• _Task data_:

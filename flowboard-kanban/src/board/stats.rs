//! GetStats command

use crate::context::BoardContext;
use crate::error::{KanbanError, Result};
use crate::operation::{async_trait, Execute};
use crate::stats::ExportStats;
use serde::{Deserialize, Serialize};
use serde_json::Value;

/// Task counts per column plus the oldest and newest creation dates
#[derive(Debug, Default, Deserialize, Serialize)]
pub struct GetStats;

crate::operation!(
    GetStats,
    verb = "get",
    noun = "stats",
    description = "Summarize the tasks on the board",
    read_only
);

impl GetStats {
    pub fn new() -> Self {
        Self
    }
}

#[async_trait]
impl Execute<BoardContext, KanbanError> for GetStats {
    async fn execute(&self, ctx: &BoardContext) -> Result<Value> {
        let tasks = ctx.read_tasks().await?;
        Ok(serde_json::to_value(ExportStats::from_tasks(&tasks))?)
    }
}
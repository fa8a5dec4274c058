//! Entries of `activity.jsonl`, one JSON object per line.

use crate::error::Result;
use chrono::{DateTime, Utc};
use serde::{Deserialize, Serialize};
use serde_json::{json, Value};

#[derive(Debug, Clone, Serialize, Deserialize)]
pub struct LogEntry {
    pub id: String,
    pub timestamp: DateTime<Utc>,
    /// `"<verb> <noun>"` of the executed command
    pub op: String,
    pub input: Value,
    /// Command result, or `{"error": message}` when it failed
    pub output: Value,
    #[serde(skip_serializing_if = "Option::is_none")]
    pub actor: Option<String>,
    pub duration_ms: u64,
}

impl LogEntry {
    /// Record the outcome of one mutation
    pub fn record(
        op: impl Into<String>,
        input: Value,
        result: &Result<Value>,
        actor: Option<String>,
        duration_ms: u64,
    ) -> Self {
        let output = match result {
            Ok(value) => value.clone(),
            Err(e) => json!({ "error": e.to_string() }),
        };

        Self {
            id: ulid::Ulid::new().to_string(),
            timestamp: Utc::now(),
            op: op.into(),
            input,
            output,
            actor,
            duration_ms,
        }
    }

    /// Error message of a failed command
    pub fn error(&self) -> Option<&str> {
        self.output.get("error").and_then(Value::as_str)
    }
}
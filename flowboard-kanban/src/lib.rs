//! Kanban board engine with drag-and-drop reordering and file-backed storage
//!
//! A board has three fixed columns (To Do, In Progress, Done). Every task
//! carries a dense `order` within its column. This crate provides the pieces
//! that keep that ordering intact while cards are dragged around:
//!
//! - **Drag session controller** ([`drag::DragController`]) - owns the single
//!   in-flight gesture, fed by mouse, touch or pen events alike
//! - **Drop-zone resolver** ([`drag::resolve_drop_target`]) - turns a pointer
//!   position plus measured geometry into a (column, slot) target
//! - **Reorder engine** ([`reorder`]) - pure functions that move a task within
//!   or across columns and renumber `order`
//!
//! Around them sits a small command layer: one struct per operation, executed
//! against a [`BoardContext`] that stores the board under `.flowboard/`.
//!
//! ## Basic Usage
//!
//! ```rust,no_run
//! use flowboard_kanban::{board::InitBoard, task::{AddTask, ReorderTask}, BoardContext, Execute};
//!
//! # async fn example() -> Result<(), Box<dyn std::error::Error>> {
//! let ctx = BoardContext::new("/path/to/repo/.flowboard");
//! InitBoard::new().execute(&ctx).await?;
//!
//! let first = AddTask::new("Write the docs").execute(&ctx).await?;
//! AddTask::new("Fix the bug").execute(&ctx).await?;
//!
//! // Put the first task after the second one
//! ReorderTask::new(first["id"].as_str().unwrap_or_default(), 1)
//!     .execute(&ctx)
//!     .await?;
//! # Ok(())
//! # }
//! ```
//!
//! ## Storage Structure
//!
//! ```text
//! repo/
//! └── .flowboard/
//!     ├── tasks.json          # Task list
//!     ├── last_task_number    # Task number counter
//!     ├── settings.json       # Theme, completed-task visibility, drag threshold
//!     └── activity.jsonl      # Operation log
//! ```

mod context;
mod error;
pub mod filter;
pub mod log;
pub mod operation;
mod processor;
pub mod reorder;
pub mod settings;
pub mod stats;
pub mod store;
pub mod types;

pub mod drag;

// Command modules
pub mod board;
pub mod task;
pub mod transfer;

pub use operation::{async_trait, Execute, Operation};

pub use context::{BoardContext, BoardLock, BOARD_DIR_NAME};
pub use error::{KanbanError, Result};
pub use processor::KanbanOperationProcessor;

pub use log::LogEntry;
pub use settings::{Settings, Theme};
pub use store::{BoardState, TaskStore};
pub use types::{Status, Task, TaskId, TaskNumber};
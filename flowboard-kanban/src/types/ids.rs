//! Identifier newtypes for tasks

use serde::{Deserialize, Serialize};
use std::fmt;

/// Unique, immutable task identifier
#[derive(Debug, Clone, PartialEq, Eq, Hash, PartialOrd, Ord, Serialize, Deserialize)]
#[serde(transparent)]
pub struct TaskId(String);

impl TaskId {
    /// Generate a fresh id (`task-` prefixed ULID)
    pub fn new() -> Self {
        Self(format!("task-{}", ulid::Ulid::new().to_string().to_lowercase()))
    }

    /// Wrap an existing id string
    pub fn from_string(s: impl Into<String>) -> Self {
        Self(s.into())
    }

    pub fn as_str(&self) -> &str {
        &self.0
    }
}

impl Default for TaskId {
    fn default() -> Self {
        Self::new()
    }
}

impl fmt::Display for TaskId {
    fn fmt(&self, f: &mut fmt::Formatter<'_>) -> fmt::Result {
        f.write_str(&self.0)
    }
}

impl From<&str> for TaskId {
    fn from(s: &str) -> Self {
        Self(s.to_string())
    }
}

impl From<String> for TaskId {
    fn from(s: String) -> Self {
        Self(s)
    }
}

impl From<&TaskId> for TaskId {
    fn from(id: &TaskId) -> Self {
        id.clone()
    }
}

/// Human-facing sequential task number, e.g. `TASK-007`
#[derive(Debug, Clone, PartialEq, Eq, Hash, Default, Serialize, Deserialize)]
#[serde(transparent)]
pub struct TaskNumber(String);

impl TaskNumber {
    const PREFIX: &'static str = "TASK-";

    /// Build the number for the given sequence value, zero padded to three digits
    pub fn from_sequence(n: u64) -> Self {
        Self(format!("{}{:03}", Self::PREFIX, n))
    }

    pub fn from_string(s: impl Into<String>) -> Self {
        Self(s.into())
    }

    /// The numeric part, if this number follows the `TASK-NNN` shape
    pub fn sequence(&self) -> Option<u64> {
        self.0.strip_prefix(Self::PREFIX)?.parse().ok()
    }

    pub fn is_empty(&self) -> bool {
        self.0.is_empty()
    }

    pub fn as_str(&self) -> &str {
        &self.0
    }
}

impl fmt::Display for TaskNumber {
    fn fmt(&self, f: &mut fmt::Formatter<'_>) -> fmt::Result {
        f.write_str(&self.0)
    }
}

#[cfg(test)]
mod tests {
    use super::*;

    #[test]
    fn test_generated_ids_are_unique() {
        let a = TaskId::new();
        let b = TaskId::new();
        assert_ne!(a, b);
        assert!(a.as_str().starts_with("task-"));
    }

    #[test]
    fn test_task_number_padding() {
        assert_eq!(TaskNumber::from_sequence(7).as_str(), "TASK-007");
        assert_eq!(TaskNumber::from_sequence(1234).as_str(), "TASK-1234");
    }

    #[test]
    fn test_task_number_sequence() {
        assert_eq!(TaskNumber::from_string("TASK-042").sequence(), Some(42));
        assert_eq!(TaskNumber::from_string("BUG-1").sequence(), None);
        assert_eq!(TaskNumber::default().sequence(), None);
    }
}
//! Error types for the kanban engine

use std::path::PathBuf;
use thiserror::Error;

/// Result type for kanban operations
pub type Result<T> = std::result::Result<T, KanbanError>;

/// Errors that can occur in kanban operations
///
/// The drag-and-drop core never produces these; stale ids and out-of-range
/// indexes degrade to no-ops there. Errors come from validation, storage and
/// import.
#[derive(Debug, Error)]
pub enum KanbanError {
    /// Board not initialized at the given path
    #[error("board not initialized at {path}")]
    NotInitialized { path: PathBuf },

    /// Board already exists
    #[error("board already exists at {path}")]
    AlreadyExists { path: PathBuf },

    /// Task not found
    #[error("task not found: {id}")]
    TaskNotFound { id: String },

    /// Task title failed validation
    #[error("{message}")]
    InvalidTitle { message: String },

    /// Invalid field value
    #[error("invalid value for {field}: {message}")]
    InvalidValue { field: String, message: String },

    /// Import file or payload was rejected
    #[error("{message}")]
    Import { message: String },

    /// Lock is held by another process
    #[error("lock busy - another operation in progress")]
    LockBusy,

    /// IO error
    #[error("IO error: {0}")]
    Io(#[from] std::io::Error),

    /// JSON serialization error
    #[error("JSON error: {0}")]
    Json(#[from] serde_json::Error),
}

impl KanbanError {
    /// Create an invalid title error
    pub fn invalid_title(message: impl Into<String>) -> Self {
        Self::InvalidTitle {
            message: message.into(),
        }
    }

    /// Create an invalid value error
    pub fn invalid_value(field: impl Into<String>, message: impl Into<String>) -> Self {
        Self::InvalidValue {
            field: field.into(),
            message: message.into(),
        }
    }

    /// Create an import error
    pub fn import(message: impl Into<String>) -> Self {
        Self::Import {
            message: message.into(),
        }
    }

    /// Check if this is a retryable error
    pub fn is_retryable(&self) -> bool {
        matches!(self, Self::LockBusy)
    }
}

• _Exercise prompt_: Gather each line in the data that holds the string "noun".

• _Response_:
    noun = "stats",
    /// `"<verb> <noun>"` of the executed command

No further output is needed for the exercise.